Commander Jane Morris, captain of the John Paul Jones, seemed tired, too tired to apologize for being almost fifteen minutes late to her meeting with Hunt, who understood the strain Morris was under. Hunt understood that strain because she herself had felt it on occasions too countless to number. It was the strain of getting a ship underway. The absolute accountability for nearly four hundred sailors. And the lack of sleep as the captain was summoned again and again to the bridge as the ship maneuvered through the seemingly endless fishing fleets in the South China Sea. The argument could be made that Hunt was under that strain three times over, based on the scope of her command, but both Hunt and Morris knew that the command of a flotilla was command by delegation while the command of a ship was pure command. In the end, you and you alone are responsible for everything your ship does or fails to do. A simple lesson they’d both been taught as midshipmen at Annapolis.
Hunt fished out two cigars from her cargo pocket.
“And what’re those?” asked Morris.
“An apology,” said Hunt. “They’re Cubans. My dad used to buy them from the Marines at Gitmo. It’s not as much fun now that they’re legal, but still… they’re pretty good.” Morris was a devout Christian, quietly evangelical, and Hunt hadn’t been sure whether or not she’d partake, so she was pleased when Morris took the cigar and came up alongside her on the bridge wing for a light.
“An apology?” asked Morris. “What for?” She dipped the tip of the cigar into the flame made by Hunt’s Zippo, which was engraved with one of those cigar-chomping, submachine gun — toting bullfrogs commonly tattooed onto the chests and shoulders of Navy SEALs or, in the case of Hunt’s father, etched onto the lighter he’d passed down to his only child.
“I imagine you weren’t thrilled to learn that I’d picked the John Paul Jones for my flagship.” Hunt had lit her cigar as well, and as their ship held its course the smoke was carried off behind them. “I wouldn’t want you to think this choice was a rebuke,” she continued, “particularly as the only other female in command.
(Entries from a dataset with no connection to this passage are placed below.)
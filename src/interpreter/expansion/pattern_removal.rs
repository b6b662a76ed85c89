//! Pattern Removal Helpers
//!
//! Functions for ${var#pattern}, ${var%pattern}, ${!prefix*} etc.

use crate::interpreter::InterpreterState;
use regex_lite::Regex;
use std::collections::HashSet;

/// Apply pattern removal (prefix or suffix strip) to a single value.
/// Used by both scalar and vectorized array operations.
pub fn apply_pattern_removal(
    value: &str,
    regex_str: &str,
    side: PatternRemovalSide,
    greedy: bool,
) -> String {
    // Note: regex-lite doesn't support 's' flag (dotall), but for most patterns this works
    if side == PatternRemovalSide::Prefix {
        // Prefix removal: greedy matches longest from start, non-greedy matches shortest
        let pattern = format!("^{}", regex_str);
        if let Ok(re) = Regex::new(&pattern) {
            return re.replace(value, "").to_string();
        }
        return value.to_string();
    }

    // Suffix removal needs special handling because we need to find
    // the rightmost (shortest) or leftmost (longest) match
    let pattern = format!("{}$", regex_str);
    if let Ok(re) = Regex::new(&pattern) {
        if greedy {
            // %% - longest match: use regex directly (finds leftmost match)
            return re.replace(value, "").to_string();
        }
        // % - shortest match: find rightmost position where pattern matches to end
        let chars: Vec<char> = value.chars().collect();
        for i in (0..=chars.len()).rev() {
            let suffix: String = chars[i..].iter().collect();
            if re.is_match(&suffix) {
                return chars[..i].iter().collect();
            }
        }
    }
    value.to_string()
}

/// Side for pattern removal
#[derive(Debug, Clone, Copy, PartialEq, Eq)]
pub enum PatternRemovalSide {
    Prefix,
    Suffix,
}

/// Get variable names that match a given prefix.
/// Used for ${!prefix*} and ${!prefix@} expansions.
/// Handles arrays properly - includes array base names from __length markers,
/// excludes internal storage keys like arr_0, arr__length.
pub fn get_var_names_with_prefix(state: &InterpreterState, prefix: &str) -> Vec<String> {
    let env_keys: Vec<&String> = state.env.keys().collect();
    let mut matching_vars: HashSet<String> = HashSet::new();

    // Get sets of array names for filtering
    let assoc_arrays = state
        .associative_arrays
        .as_ref()
        .cloned()
        .unwrap_or_default();

    let mut indexed_arrays: HashSet<String> = HashSet::new();
    let indexed_pattern = Regex::new(r"^([a-zA-Z_][a-zA-Z0-9_]*)_\d+$").unwrap();
    let length_pattern = Regex::new(r"^([a-zA-Z_][a-zA-Z0-9_]*)__length$").unwrap();

    // Find indexed arrays by looking for _\d+$ patterns
    for k in &env_keys {
        if let Some(caps) = indexed_pattern.captures(k) {
            if let Some(m) = caps.get(1) {
                indexed_arrays.insert(m.as_str().to_string());
            }
        }
        if let Some(caps) = length_pattern.captures(k) {
            if let Some(m) = caps.get(1) {
                indexed_arrays.insert(m.as_str().to_string());
            }
        }
    }

    // Helper to check if a key is an associative array element
    let is_assoc_array_element = |key: &str| -> bool {
        for array_name in &assoc_arrays {
            let elem_prefix = format!("{}_", array_name);
            if key.starts_with(&elem_prefix) && key != array_name {
                return true;
            }
        }
        false
    };

    let trailing_digits = Regex::new(r"_\d+$").unwrap();

    for k in &env_keys {
        if k.starts_with(prefix) {
            // Check if this is an internal array storage key
            if k.contains("__") {
                // For __length markers, add the base array name
                if let Some(caps) = length_pattern.captures(k) {
                    if let Some(m) = caps.get(1) {
                        let base_name = m.as_str();
                        if base_name.starts_with(prefix) {
                            matching_vars.insert(base_name.to_string());
                        }
                    }
                }
                // Skip other internal markers
            } else if trailing_digits.is_match(k) {
                // Skip indexed array element storage (arr_0)
                // But add the base array name if it matches
                if let Some(caps) = indexed_pattern.captures(k) {
                    if let Some(m) = caps.get(1) {
                        let base_name = m.as_str();
                        if base_name.starts_with(prefix) {
                            matching_vars.insert(base_name.to_string());
                        }
                    }
                }
            } else if is_assoc_array_element(k) {
                // Skip associative array elements
            } else {
                // Regular variable
                matching_vars.insert(k.to_string());
            }
        }
    }

    let mut result: Vec<String> = matching_vars.into_iter().collect();
    result.sort();
    result
}

#[cfg(test)]
mod tests {
    use super::*;
    use std::collections::HashMap;

    #[test]
    fn test_prefix_removal() {
        assert_eq!(
            apply_pattern_removal("hello world", "hello ", PatternRemovalSide::Prefix, false),
            "world"
        );
        assert_eq!(
            apply_pattern_removal("hello world", ".*o ", PatternRemovalSide::Prefix, false),
            "world"
        );
    }

    #[test]
    fn test_suffix_removal() {
        assert_eq!(
            apply_pattern_removal("hello world", " world", PatternRemovalSide::Suffix, false),
            "hello"
        );
    }

    #[test]
    fn test_get_var_names_with_prefix() {
        let mut state = InterpreterState {
            env: HashMap::new(),
            ..Default::default()
        };
        state.env.insert("PATH".to_string(), "/usr/bin".to_string());
        state.env.insert("PWD".to_string(), "/home".to_string());
        state.env.insert("HOME".to_string(), "/home/user".to_string());

        let result = get_var_names_with_prefix(&state, "P");
        assert!(result.contains(&"PATH".to_string()));
        assert!(result.contains(&"PWD".to_string()));
        assert!(!result.contains(&"HOME".to_string()));
    }
}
I wouldn’t want you to think that I was trying to babysit you by situating my flag here.” Hunt instinctively glanced up at the mast, at her commodore’s command pennant.
“Permission to speak freely?”
“C’mon, Jane. Cut the shit. You’re not a plebe. This isn’t Bancroft Hall.”
“Okay, ma’am,” began Morris, “I never thought any of that. Wouldn’t have even occurred to me. You’ve got three good ships with three good crews. You need to put yourself somewhere. Actually, my crew was pretty jazzed to hear that we’d have the Lion Queen herself on board.”
“Could be worse,” said Hunt. “If I were a man, you’d be stuck with the Lion King.”
Morris laughed.
“And if I were the Lion King,” deadpanned Hunt, “that’d make you Zazu.” Then Hunt smiled, that wide-open smile that had always endeared her to her subordinates.
Which led Morris to say a little more, maybe more than she would’ve in the normal course: “If we were two men, and the Levin and Hoon were skippered by two women, do you think we’d be having this conversation?” Morris allowed the beat of silence between them to serve as the answer.
“You’re right,” said Hunt, taking another pull on her Cuban as she leaned on the deck railing and stared out toward the horizon, across the still impossibly calm ocean.
“How’s your leg holding up?” asked Morris.
Hunt reached down to her thigh. “It’s as good as it’ll ever be,” she said. She didn’t touch the break in her femur, the one she’d suffered a decade before during a training jump gone bad. A faulty parachute had ended her tenure as one of the first women in the SEALs and nearly ended her life. Instead, she fingered the letter from the medical board resting in her pocket.
They’d smoked their short cigars nearly down to the nubs when Morris spotted something on the starboard horizon. “You see that smoke?” she said. The two naval officers pitched their cigars over the side for a clearer view. It was a small ship, steaming slowly or perhaps even drifting. Morris ducked into the bridge and returned to the observation deck with two pairs of binoculars, one for each of them.